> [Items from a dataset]
---*---

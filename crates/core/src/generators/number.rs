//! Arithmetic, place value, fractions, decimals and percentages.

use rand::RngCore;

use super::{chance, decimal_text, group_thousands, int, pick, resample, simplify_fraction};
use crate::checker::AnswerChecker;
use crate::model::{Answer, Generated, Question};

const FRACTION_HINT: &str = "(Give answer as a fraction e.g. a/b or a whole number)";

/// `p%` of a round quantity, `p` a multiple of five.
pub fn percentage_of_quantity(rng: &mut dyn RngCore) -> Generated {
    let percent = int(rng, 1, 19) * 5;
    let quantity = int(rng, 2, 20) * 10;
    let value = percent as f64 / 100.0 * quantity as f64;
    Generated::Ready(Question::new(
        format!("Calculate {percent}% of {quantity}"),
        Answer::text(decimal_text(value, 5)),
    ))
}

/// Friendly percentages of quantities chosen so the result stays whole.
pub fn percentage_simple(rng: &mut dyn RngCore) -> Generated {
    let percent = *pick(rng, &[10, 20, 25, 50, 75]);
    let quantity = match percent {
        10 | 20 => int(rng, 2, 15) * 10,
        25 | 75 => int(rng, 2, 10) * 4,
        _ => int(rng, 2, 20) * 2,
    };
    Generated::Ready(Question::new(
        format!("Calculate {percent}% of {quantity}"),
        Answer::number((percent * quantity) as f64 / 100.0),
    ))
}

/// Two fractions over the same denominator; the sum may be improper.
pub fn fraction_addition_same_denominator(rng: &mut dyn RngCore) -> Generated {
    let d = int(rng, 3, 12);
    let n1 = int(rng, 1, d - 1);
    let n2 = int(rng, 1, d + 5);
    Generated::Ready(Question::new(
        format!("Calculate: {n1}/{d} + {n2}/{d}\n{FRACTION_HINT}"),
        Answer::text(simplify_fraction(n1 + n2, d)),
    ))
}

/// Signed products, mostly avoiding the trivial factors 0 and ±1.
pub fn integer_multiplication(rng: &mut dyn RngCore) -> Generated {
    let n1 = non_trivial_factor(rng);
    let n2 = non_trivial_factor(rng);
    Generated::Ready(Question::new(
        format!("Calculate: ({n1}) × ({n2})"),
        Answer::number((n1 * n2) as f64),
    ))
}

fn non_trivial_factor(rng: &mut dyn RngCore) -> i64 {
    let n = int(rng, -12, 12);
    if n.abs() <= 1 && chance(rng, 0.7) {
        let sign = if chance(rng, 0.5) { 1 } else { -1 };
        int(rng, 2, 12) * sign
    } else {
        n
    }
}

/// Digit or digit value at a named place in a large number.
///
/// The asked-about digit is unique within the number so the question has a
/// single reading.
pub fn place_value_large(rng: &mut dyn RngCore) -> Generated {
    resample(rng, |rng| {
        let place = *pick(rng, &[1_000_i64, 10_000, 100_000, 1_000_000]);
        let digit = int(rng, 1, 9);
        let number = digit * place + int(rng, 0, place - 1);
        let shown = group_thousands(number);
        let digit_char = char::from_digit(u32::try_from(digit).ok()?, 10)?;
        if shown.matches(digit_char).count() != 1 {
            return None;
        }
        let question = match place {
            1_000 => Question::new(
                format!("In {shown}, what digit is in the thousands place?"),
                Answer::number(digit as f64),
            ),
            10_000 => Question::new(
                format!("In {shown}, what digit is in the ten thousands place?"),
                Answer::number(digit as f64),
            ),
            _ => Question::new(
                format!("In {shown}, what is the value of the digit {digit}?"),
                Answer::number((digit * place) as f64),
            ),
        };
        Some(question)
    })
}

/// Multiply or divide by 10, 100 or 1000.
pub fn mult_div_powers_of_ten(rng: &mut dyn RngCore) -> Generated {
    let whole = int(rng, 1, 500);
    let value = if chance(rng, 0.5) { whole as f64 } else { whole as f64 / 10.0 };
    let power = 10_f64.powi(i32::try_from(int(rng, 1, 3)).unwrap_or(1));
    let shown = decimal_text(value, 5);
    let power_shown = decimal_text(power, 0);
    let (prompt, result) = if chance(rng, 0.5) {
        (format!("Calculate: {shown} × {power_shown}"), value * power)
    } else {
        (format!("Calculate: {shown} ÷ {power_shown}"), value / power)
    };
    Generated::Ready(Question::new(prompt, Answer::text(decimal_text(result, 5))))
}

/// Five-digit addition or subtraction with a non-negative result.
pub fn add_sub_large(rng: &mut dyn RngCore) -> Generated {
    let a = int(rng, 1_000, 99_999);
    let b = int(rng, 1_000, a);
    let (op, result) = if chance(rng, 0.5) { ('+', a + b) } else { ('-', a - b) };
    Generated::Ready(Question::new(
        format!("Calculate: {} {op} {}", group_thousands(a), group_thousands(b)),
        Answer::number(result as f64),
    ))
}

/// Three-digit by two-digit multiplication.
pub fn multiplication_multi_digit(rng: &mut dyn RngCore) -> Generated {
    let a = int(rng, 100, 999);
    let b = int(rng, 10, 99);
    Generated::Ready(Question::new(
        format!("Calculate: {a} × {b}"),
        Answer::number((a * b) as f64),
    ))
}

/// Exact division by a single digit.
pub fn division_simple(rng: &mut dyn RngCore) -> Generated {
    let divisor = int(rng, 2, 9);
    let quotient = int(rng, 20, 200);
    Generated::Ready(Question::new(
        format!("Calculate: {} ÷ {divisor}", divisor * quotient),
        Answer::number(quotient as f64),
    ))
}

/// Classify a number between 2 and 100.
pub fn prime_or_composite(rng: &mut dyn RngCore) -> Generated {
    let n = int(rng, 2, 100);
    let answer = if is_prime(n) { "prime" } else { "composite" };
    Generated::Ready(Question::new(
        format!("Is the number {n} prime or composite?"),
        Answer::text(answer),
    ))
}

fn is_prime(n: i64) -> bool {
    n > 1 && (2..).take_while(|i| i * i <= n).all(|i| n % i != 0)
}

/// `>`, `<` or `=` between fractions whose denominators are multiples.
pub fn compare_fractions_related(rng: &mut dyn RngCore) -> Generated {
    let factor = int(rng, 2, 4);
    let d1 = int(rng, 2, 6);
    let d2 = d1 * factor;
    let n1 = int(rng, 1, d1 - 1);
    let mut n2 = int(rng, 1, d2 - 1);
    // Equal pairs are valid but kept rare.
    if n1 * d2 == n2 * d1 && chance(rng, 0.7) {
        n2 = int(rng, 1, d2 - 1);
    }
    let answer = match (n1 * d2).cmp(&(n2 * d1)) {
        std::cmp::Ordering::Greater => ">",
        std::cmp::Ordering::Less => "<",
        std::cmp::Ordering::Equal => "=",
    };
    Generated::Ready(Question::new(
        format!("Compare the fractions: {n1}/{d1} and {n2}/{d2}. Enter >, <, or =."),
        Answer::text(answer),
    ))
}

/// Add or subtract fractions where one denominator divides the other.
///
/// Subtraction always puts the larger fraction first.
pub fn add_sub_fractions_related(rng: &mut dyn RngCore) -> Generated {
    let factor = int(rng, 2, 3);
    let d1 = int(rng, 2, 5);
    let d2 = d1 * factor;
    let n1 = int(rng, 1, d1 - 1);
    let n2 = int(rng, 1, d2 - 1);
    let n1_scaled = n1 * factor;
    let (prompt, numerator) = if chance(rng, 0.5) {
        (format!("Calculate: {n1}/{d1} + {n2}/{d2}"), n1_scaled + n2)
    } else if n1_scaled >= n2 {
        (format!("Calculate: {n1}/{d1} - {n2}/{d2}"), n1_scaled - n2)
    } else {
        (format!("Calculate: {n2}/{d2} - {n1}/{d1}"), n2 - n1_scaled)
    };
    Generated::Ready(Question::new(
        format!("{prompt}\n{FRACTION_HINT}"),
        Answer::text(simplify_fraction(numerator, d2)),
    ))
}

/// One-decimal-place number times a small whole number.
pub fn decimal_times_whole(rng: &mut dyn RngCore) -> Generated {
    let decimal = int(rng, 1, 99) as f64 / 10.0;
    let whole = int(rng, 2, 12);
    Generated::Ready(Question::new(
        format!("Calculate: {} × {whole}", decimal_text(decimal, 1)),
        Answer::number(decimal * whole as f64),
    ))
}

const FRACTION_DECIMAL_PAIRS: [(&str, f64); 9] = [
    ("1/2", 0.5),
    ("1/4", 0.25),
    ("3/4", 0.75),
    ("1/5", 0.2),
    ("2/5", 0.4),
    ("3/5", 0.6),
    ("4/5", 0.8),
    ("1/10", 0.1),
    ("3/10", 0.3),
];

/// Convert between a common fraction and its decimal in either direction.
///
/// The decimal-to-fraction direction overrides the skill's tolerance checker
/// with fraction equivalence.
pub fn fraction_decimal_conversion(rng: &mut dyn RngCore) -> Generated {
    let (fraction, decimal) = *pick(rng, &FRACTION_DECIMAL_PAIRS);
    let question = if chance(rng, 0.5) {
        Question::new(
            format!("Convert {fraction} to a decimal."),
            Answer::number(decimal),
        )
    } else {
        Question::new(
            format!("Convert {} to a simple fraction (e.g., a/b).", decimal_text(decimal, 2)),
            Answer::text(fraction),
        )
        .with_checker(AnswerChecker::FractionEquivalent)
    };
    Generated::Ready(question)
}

---*---

> [Task goal]
Above are the entries. Output exactly the lines beginning with the line that has "return None;" and ending with the line that has "100 or 1000.".

> [Answer for the task]
            return None;
        }
        let question = match place {
            1_000 => Question::new(
                format!("In {shown}, what digit is in the thousands place?"),
                Answer::number(digit as f64),
            ),
            10_000 => Question::new(
                format!("In {shown}, what digit is in the ten thousands place?"),
                Answer::number(digit as f64),
            ),
            _ => Question::new(
                format!("In {shown}, what is the value of the digit {digit}?"),
                Answer::number((digit * place) as f64),
            ),
        };
        Some(question)
    })
}

/// Multiply or divide by 10, 100 or 1000.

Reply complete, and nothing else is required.